Having observed the ‘dating scene’ for a (very) long time - you’re observation is painfully true. It was true 20 years ago and it is even more true today - if you don’t ‘abuse’ them and it doesn’t have to be physical - you not only ‘lose’ them - more often than not - you’re immediately ‘sidelined’.
Glad, not to be part of that - unfortunate for decent young men today. And, it isn’t only true in the US - the UK provides plenty of evidence of similar cases.
Too true. Women go on and on and on about the sensitive qualities they want in a man, and then go home with the most obnoxious meathead in the bar. I am so glad I've been married to a good woman for 20 years and no longer have to play those mind games with foolish girls.
Just have high energy, be stimulating, be sexy and above all ensure they are having fun and laughing. Sometimes taking them out of their comfort zone doing something scary is fun for them.
Like hiking and then going off trail(you better know what you are doing and can get back but, be confident) Caves are fun too.
Ski/snowboard.
Take them interesting places and be interesting.
bungee jump, sky diving, be creative with getting their hearbeat going. They love it.
Don’t be overly solicitous. Be a man.
Take them to the gun range. They will tell you they hate guns but truth is, they love the power and the boom.

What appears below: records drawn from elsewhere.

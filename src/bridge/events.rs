//! Client-facing event protocol.
//!
//! The bridge talks to its client over one WebSocket: binary frames carry
//! raw PCM16-LE audio, text frames carry the JSON events defined here.
//! Events flow server→client only; client text frames are ignored.

use bytes::Bytes;
use serde::{Deserialize, Serialize};
use tokio::sync::mpsc;

/// Transcript speaker role.
#[derive(Debug, Clone, Copy, PartialEq, Eq, Serialize, Deserialize)]
#[serde(rename_all = "lowercase")]
pub enum TranscriptRole {
    User,
    Assistant,
}

/// JSON text events sent to the client.
#[derive(Debug, Clone, Serialize, Deserialize)]
#[serde(tag = "type")]
pub enum ClientEvent {
    /// The user started talking; the client should stop local playback
    #[serde(rename = "speech_started")]
    SpeechStarted,

    /// A completed transcript line
    #[serde(rename = "transcript")]
    Transcript {
        /// Speaker role
        role: TranscriptRole,
        /// Transcript text
        text: String,
    },

    /// Session lifecycle; `state` is always "ended"
    #[serde(rename = "call_state")]
    CallState {
        /// Lifecycle state
        state: String,
    },

    /// Remote-tool (MCP) status narration
    #[serde(rename = "mcp_status")]
    McpStatus {
        /// Human-readable status line
        text: String,
    },
}

impl ClientEvent {
    /// The single terminal event every session emits.
    pub fn call_ended() -> Self {
        ClientEvent::CallState {
            state: "ended".to_string(),
        }
    }
}

/// A frame bound for the client transport.
#[derive(Debug, Clone)]
pub enum ClientFrame {
    /// Raw PCM16-LE audio, forwarded as a binary frame
    Audio(Bytes),
    /// A JSON event, forwarded as a text frame
    Event(ClientEvent),
}

/// Sender half of the client transport.
///
/// Send failures are swallowed: a closed channel means the client already
/// disconnected, which never aborts the session on its own.
#[derive(Debug, Clone)]
pub struct ClientSender {
    frames: mpsc::Sender<ClientFrame>,
}

impl ClientSender {
    pub fn new(frames: mpsc::Sender<ClientFrame>) -> Self {
        Self { frames }
    }

    /// Build a sender together with the receiving end of its transport.
    pub fn channel(capacity: usize) -> (Self, mpsc::Receiver<ClientFrame>) {
        let (tx, rx) = mpsc::channel(capacity);
        (Self::new(tx), rx)
    }

    /// Forward an audio chunk to the client.
    pub async fn send_audio(&self, pcm: Bytes) {
        let _ = self.frames.send(ClientFrame::Audio(pcm)).await;
    }

    /// Send a JSON event to the client.
    pub async fn send_event(&self, event: ClientEvent) {
        let _ = self.frames.send(ClientFrame::Event(event)).await;
    }
}

#[cfg(test)]
mod tests {
    use super::*;

    #[test]
    fn test_event_wire_shapes() {
        let json = serde_json::to_string(&ClientEvent::SpeechStarted).unwrap();
        assert_eq!(json, r#"{"type":"speech_started"}"#);

        let json = serde_json::to_string(&ClientEvent::call_ended()).unwrap();
        assert_eq!(json, r#"{"type":"call_state","state":"ended"}"#);

        let json = serde_json::to_string(&ClientEvent::Transcript {
            role: TranscriptRole::Assistant,
            text: "hello".to_string(),
        })
        .unwrap();
        assert_eq!(
            json,
            r#"{"type":"transcript","role":"assistant","text":"hello"}"#
        );

        let json = serde_json::to_string(&ClientEvent::McpStatus {
            text: "MCP tools available: search".to_string(),
        })
        .unwrap();
        assert!(json.contains(r#""type":"mcp_status""#));
    }

    #[tokio::test]
    async fn test_send_after_disconnect_is_swallowed() {
        let (tx, rx) = mpsc::channel(1);
        let sender = ClientSender::new(tx);
        drop(rx);
        // Must not panic or error
        sender.send_event(ClientEvent::SpeechStarted).await;
        sender.send_audio(Bytes::from_static(b"\x00\x01")).await;
    }
}
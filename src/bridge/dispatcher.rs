//! Upstream event dispatch loop.
//!
//! Exactly one task reads the Voice Live event stream: this one. Every
//! event is first offered to the correlation waiters (fan-out, see
//! [`super::correlate`]), then matched exhaustively. Per-event failures are
//! logged and never unwind the loop; the loop ends only when the stream
//! closes, which ends the session.

use std::sync::Arc;

use bytes::Bytes;
use tokio::sync::mpsc;
use tokio_util::sync::CancellationToken;
use tokio_util::task::TaskTracker;

use super::BridgeTimeouts;
use super::correlate::EventWaiters;
use super::events::{ClientEvent, ClientSender, TranscriptRole};
use super::tools::{self, ToolCall};
use crate::tools::ToolRegistry;
use crate::upstream::{ConversationItem, EventKind, ItemType, ServerEvent, UpstreamHandle};

pub struct EventDispatcher {
    upstream: UpstreamHandle,
    client: ClientSender,
    waiters: EventWaiters,
    registry: Arc<ToolRegistry>,
    timeouts: BridgeTimeouts,
    /// Tracks spawned tool-call flows so the session can join them
    tracker: TaskTracker,
    /// Session cancellation, honored at every spawned flow's wait points
    cancel: CancellationToken,
}

impl EventDispatcher {
    pub fn new(
        upstream: UpstreamHandle,
        client: ClientSender,
        waiters: EventWaiters,
        registry: Arc<ToolRegistry>,
        timeouts: BridgeTimeouts,
        tracker: TaskTracker,
        cancel: CancellationToken,
    ) -> Self {
        Self {
            upstream,
            client,
            waiters,
            registry,
            timeouts,
            tracker,
            cancel,
        }
    }

    /// Iterate the upstream event stream until it closes.
    pub async fn run(&self, mut events: mpsc::Receiver<ServerEvent>) {
        while let Some(event) = events.recv().await {
            self.waiters.offer(&event);
            self.dispatch(event).await;
        }
        tracing::debug!("Upstream event stream ended");
    }

    async fn dispatch(&self, event: ServerEvent) {
        match event {
            ServerEvent::SessionCreated { session } => {
                tracing::info!(session_id = %session.id, "Voice Live session created");
            }

            ServerEvent::SessionUpdated { session } => {
                tracing::info!(session_id = %session.id, "Session ready");
            }

            ServerEvent::SpeechStarted { .. } => {
                // Barge-in: the client should stop playing agent audio
                self.client.send_event(ClientEvent::SpeechStarted).await;
            }

            ServerEvent::AudioDelta { delta, .. } => match ServerEvent::decode_audio_delta(&delta)
            {
                Ok(pcm) => self.client.send_audio(Bytes::from(pcm)).await,
                Err(e) => tracing::error!("Failed to decode audio delta: {}", e),
            },

            ServerEvent::AudioTranscriptDone { transcript, .. } => {
                self.client
                    .send_event(ClientEvent::Transcript {
                        role: TranscriptRole::Assistant,
                        text: transcript,
                    })
                    .await;
            }

            ServerEvent::InputTranscriptionCompleted { transcript, .. } => {
                self.client
                    .send_event(ClientEvent::Transcript {
                        role: TranscriptRole::User,
                        text: transcript,
                    })
                    .await;
            }

            ServerEvent::ConversationItemCreated { item, .. } => {
                self.handle_item_created(item).await;
            }

            ServerEvent::McpListToolsCompleted { tools } => {
                let labels: Vec<&str> = tools
                    .iter()
                    .map(|t| t.name.as_deref().unwrap_or("?"))
                    .collect();
                tracing::info!(?labels, "MCP tools discovered");
                self.client
                    .send_event(ClientEvent::McpStatus {
                        text: format!("MCP tools available: {}", labels.join(", ")),
                    })
                    .await;
            }

            ServerEvent::McpListToolsFailed {} => {
                tracing::warn!("MCP list-tools failed");
                self.client
                    .send_event(ClientEvent::McpStatus {
                        text: "MCP server tool discovery failed".to_string(),
                    })
                    .await;
            }

            ServerEvent::McpCallInProgress { .. } => {
                tracing::info!("MCP call in progress");
            }

            ServerEvent::McpCallCompleted { .. } => {
                // The service feeds the result to the model itself; we only
                // narrate the finished item and request a fresh response.
                let waiter = self.waiters.subscribe(EventKind::OutputItemDone);
                let upstream = self.upstream.clone();
                let client = self.client.clone();
                let deadline = self.timeouts.mcp_output_wait;
                let cancel = self.cancel.clone();
                self.tracker.spawn(async move {
                    tokio::select! {
                        _ = cancel.cancelled() => {}
                        result = tools::run_mcp_completion(waiter, upstream, client, deadline) => {
                            if let Err(e) = result {
                                tracing::warn!("MCP completion handling failed: {}", e);
                            }
                        }
                    }
                });
            }

            ServerEvent::McpCallFailed { .. } => {
                tracing::error!("MCP call failed");
                self.client
                    .send_event(ClientEvent::McpStatus {
                        text: "MCP tool call failed".to_string(),
                    })
                    .await;
            }

            ServerEvent::Error { error } => {
                // Protocol-level errors do not terminate the session
                tracing::error!(
                    error_type = ?error.error_type,
                    "Voice Live error: {}",
                    error.message
                );
            }

            // Fanned out to waiters above; nothing to dispatch here
            ServerEvent::FunctionCallArgumentsDone { .. }
            | ServerEvent::ResponseDone { .. }
            | ServerEvent::OutputItemDone { .. } => {}
        }
    }

    /// Route a freshly created conversation item by subtype.
    async fn handle_item_created(&self, item: ConversationItem) {
        match item.item_type {
            ItemType::FunctionCall => self.start_tool_call(item),

            ItemType::McpCall => {
                let name = item.name.as_deref().unwrap_or("unknown");
                let server = item.server_label.as_deref().unwrap_or("");
                tracing::info!(tool = %name, %server, "MCP call created");
                self.client
                    .send_event(ClientEvent::McpStatus {
                        text: format!("Calling MCP tool: {name} on {server}"),
                    })
                    .await;
            }

            ItemType::McpListTools => {
                tracing::info!("MCP list-tools item created");
            }

            ItemType::McpApprovalRequest => {
                let Some(request_id) = item.approval_request_id else {
                    tracing::warn!("Approval request item without an approval_request_id");
                    return;
                };
                if let Err(e) = tools::approve(&self.upstream, &request_id).await {
                    tracing::error!("Failed to submit MCP approval: {}", e);
                }
            }

            // Message items and anything unrecognized are not ours to handle
            _ => {}
        }
    }

    /// Begin the tool-call state machine for a `function_call` item.
    ///
    /// Both waiters are subscribed here, before this loop reads another
    /// event, so the arguments-done and response-done replies cannot be
    /// missed while the spawned flow gets scheduled.
    fn start_tool_call(&self, item: ConversationItem) {
        let (Some(call_id), Some(name)) = (item.call_id.clone(), item.name.clone()) else {
            tracing::warn!("function_call item missing call_id or name");
            return;
        };
        tracing::info!(tool = %name, %call_id, "Tool call");

        let args_waiter = self.waiters.subscribe(EventKind::FunctionCallArgumentsDone);
        let done_waiter = self.waiters.subscribe(EventKind::ResponseDone);
        let call = ToolCall::new(call_id, name.clone(), item.id);
        let registry = self.registry.clone();
        let upstream = self.upstream.clone();
        let deadline = self.timeouts.correlation_wait;
        let cancel = self.cancel.clone();

        self.tracker.spawn(async move {
            let flow =
                tools::run_tool_call(call, args_waiter, done_waiter, registry, upstream, deadline);
            tokio::select! {
                // Shutdown is expected, not a tool failure
                _ = cancel.cancelled() => {}
                result = flow => {
                    if let Err(e) = result {
                        // Abandons only this tool call; the session continues
                        tracing::error!(tool = %name, "Tool call failed: {}", e);
                    }
                }
            }
        });
    }
}
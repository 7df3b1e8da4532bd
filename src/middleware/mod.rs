//! HTTP middleware.

pub mod auth;

pub use auth::{AuthError, auth_middleware};
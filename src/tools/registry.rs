//! Local function tools.
//!
//! The registry maps function names to handlers and keeps the schemas the
//! model needs to call them. It is built once at startup and shared
//! immutably across sessions; the bridge dispatches against whatever was
//! registered, nothing global.

use std::collections::HashMap;
use std::sync::Arc;

use serde_json::{Map, Value, json};

use crate::upstream::SessionTool;

/// A tool handler: raw JSON arguments in, JSON string result out.
///
/// Handlers are synchronous and must not block; anything slow belongs on
/// an MCP server, which the service executes off our thread.
pub type ToolHandler = Arc<dyn Fn(&Map<String, Value>) -> String + Send + Sync>;

/// Immutable registry of locally dispatched function tools.
#[derive(Clone, Default)]
pub struct ToolRegistry {
    handlers: HashMap<String, ToolHandler>,
    schemas: Vec<SessionTool>,
}

impl std::fmt::Debug for ToolRegistry {
    fn fmt(&self, f: &mut std::fmt::Formatter<'_>) -> std::fmt::Result {
        f.debug_struct("ToolRegistry")
            .field("tools", &self.names())
            .finish()
    }
}

impl ToolRegistry {
    pub fn new() -> Self {
        Self::default()
    }

    /// Register a function tool with its schema and handler.
    pub fn register(
        &mut self,
        name: impl Into<String>,
        description: impl Into<String>,
        parameters: Value,
        handler: impl Fn(&Map<String, Value>) -> String + Send + Sync + 'static,
    ) {
        let name = name.into();
        self.schemas.push(SessionTool::Function {
            name: name.clone(),
            description: Some(description.into()),
            parameters: Some(parameters),
        });
        self.handlers.insert(name, Arc::new(handler));
    }

    /// Look up the handler for a function name.
    pub fn handler(&self, name: &str) -> Option<&ToolHandler> {
        self.handlers.get(name)
    }

    /// Registered function names.
    pub fn names(&self) -> Vec<&str> {
        self.handlers.keys().map(String::as_str).collect()
    }

    /// Schemas to advertise in the session configuration.
    pub fn session_tools(&self) -> Vec<SessionTool> {
        self.schemas.clone()
    }

    /// The built-in demo tools: a stock quote and a weather lookup, both
    /// returning canned data.
    pub fn builtin() -> Self {
        let mut registry = Self::new();

        registry.register(
            "get_stock_price",
            "Get the current stock price for a given ticker symbol",
            json!({
                "type": "object",
                "properties": {
                    "symbol": {
                        "type": "string",
                        "description": "Stock ticker symbol, e.g. MSFT, AAPL, GOOGL",
                    },
                },
                "required": ["symbol"],
            }),
            get_stock_price,
        );

        registry.register(
            "get_weather",
            "Get the current weather for a city",
            json!({
                "type": "object",
                "properties": {
                    "city": {
                        "type": "string",
                        "description": "City name, e.g. Seattle, New York, London",
                    },
                },
                "required": ["city"],
            }),
            get_weather,
        );

        registry
    }
}

/// Canned stock quote. A real deployment would query a market-data API.
fn get_stock_price(arguments: &Map<String, Value>) -> String {
    let symbol = arguments
        .get("symbol")
        .and_then(Value::as_str)
        .unwrap_or("UNKNOWN")
        .to_uppercase();

    let (price, change) = match symbol.as_str() {
        "MSFT" => (425.30, "+1.2%"),
        "AAPL" => (198.50, "-0.4%"),
        "GOOGL" => (178.20, "+0.8%"),
        "AMZN" => (186.90, "+1.5%"),
        _ => (100.00, "0.0%"),
    };
    json!({"symbol": symbol, "price": price, "change": change}).to_string()
}

/// Canned weather report. A real deployment would query a weather API.
fn get_weather(arguments: &Map<String, Value>) -> String {
    let city = arguments
        .get("city")
        .and_then(Value::as_str)
        .unwrap_or("Unknown");

    json!({
        "city": city,
        "temperature": "62°F / 17°C",
        "condition": "Partly cloudy",
        "humidity": "58%",
    })
    .to_string()
}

I agree with Kakaze, and I disagree with varyouga, although I have heard his story many times. It really is not true. If you believe you only find women who do not want to be treated well, you must be looking in the wrong places. I assure you that most women, and all the Christian women I know, want men who treat them with respect and respond in kind.
And if you have a relationship with someone who does not want to be treated well, then what kind of sick relationship would that be? People like the jerk in this article don’t have relationships. They have sexual encounters like animals. It’s sick. They are sad specimens indeed, and I feel very sorry for them.
I’ve never once got on the path to getting anywhere romantically with a woman by treating her as special.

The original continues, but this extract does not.